Stefan Gafner, PhD, chief science officer of ABC and technical director of BAPP, explained: “I vividly remember the issue with the food dye adulteration of St. John’s wort extracts since this was one of the first alerts based on industry data published in BAPP’s ‘Botanical Adulterants Monitor’ newsletter back in 2015. While such food dye adulteration is readily detected by routine chemical analysis methods, the distinction of Hypericum species based on chemical markers is really difficult. Therefore, knowing the value chain (i.e., where, how, and by whom the St. John’s wort herb is cultivated, collected/harvested, and dried) is crucial to produce a dietary supplement with a reproducible composition.”

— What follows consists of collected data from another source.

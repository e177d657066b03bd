// Household members and the demo seed data

use super::types::{Chore, DueLabel, User, UserId};

/// Lookup table for the people in a house. Chores reference members by id.
#[derive(Debug, Clone, PartialEq, Eq)]
pub struct Roster {
    users: Vec<User>,
}

impl Roster {
    pub fn new(users: Vec<User>) -> Self {
        Self { users }
    }

    /// The four demo housemates
    pub fn demo() -> Self {
        Self::new(vec![
            User::new("Mahmut", 12),
            User::new("Jane", 8),
            User::new("Abdüllatif", 10),
            User::new("Katya", 6),
        ])
    }

    pub fn users(&self) -> &[User] {
        &self.users
    }

    pub fn first(&self) -> Option<&User> {
        self.users.first()
    }

    pub fn get(&self, id: UserId) -> Option<&User> {
        self.users.iter().find(|u| u.id == id)
    }

    pub fn contains(&self, id: UserId) -> bool {
        self.get(id).is_some()
    }

    /// Member with the most points; ties go to whoever comes first
    pub fn weekly_leader(&self) -> Option<&User> {
        self.users.iter().fold(None, |best: Option<&User>, user| match best {
            Some(b) if b.points >= user.points => Some(b),
            _ => Some(user),
        })
    }

    /// Members ordered by points, highest first (stable for ties)
    pub fn leaderboard(&self) -> Vec<&User> {
        let mut ranked: Vec<&User> = self.users.iter().collect();
        ranked.sort_by(|a, b| b.points.cmp(&a.points));
        ranked
    }

    /// Fixed seed chores. Every call builds fresh chores with new ids.
    pub fn sample_chores(&self) -> Vec<Chore> {
        let Some(id_at) = self.seed_ids() else {
            return Vec::new();
        };

        vec![
            Chore::new(
                "Take out the trash",
                "Empty all trash bins and take bags to the dumpster",
                id_at[0],
                DueLabel::Today,
            ),
            Chore::new(
                "Clean kitchen counter",
                "Wipe down all surfaces, clean sink and organize items",
                id_at[1],
                DueLabel::Today,
            ),
            Chore::new(
                "Vacuum living room",
                "Vacuum carpet and clean under furniture",
                id_at[2],
                DueLabel::Overdue,
            ),
            Chore::new(
                "Clean bathroom",
                "Clean toilet, shower, sink and mirror",
                id_at[3],
                DueLabel::ThisWeek,
            ),
            Chore::new(
                "Do laundry",
                "Wash, dry and fold clothes",
                id_at[0],
                DueLabel::Today,
            )
            .done(),
        ]
    }

    // Seed chores need four members to assign to
    fn seed_ids(&self) -> Option<[UserId; 4]> {
        match self.users.as_slice() {
            [a, b, c, d, ..] => Some([a.id, b.id, c.id, d.id]),
            _ => None,
        }
    }
}

impl Default for Roster {
    fn default() -> Self {
        Self::demo()
    }
}
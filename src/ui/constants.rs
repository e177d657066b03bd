// Fixed UI copy

/// Onboarding pages: (title, subtitle)
pub const ONBOARDING_PAGES: &[(&str, &str)] = &[
    (
        "Track house chores easily",
        "See what needs to be done today in one glance.",
    ),
    (
        "Share responsibilities fairly",
        "Assign chores to roommates and keep things balanced.",
    ),
    (
        "Stay organized with reminders",
        "Keep your shared home tidy without arguments.",
    ),
];

pub const APP_TAGLINE: &str = "Manage shared house chores fairly and easily";

pub const ANNOUNCEMENT: &str = "Keep your shared space organized by completing your assigned chores. Track progress and earn points!";

/// Code filled in by the demo shortcut on the join screen
pub const DEMO_FILL_CODE: &str = "HOUSE123";

pub const INVALID_CODE_MESSAGE: &str = "Invalid invite code. Please check and try again.";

Mark Blumenthal, ABC founder and executive director and BAPP founder and director, said: “The addition of a banned red food dye to materials that are sold as ‘St. John’s Wort Extract’ in order to try to fool some of the analytical methods used in testing laboratories is an egregious practice, and is evidence of actual intent by the producer of the fraudulent material to try to make a profit by victimizing its customer(s). This is why it is so important for BAPP to continue its vital research and educational mission to help ethical, responsible manufacturers of botanical dietary supplements protect themselves from such fraud, and, in the process, help ensure that consumers are able to purchase authentic botanical preparations that are safe and beneficial for their intended use. BAPP LGDs help industry quality control laboratories by showing them which analytical methods do or don’t work to detect various types of documented adulteration.”

The St. John’s wort LGD is the 12th publication in the series of LGDs and the 68th peer-reviewed publication published by BAPP. As with all BAPP publications, LGDs are freely accessible on the program’s website (registration required).

About the ABC-AHP-NCNPR Botanical Adulterants Prevention Program

The ABC-AHP (American Herbal Pharmacopoeia)-NCNPR (National Center for Natural Products Research at the University of Mississippi) Botanical Adulterants Prevention Program is an international consortium of nonprofit professional organizations, analytical laboratories, research centers, industry trade associations, industry members, and other parties with interest in herbs and medicinal plants. The program advises industry, researchers, health professionals, government agencies, the media, and the public about various challenges related to adulterated botanical ingredients sold in commerce. To date, more than 200 US and international parties have financially supported or otherwise endorsed the program.

To date BAPP has released 68 extensively peer-reviewed publications, including Botanical Adulterants Prevention Bulletins, Laboratory Guidance Documents, and “Botanical Adulterants Monitor” e-newsletters.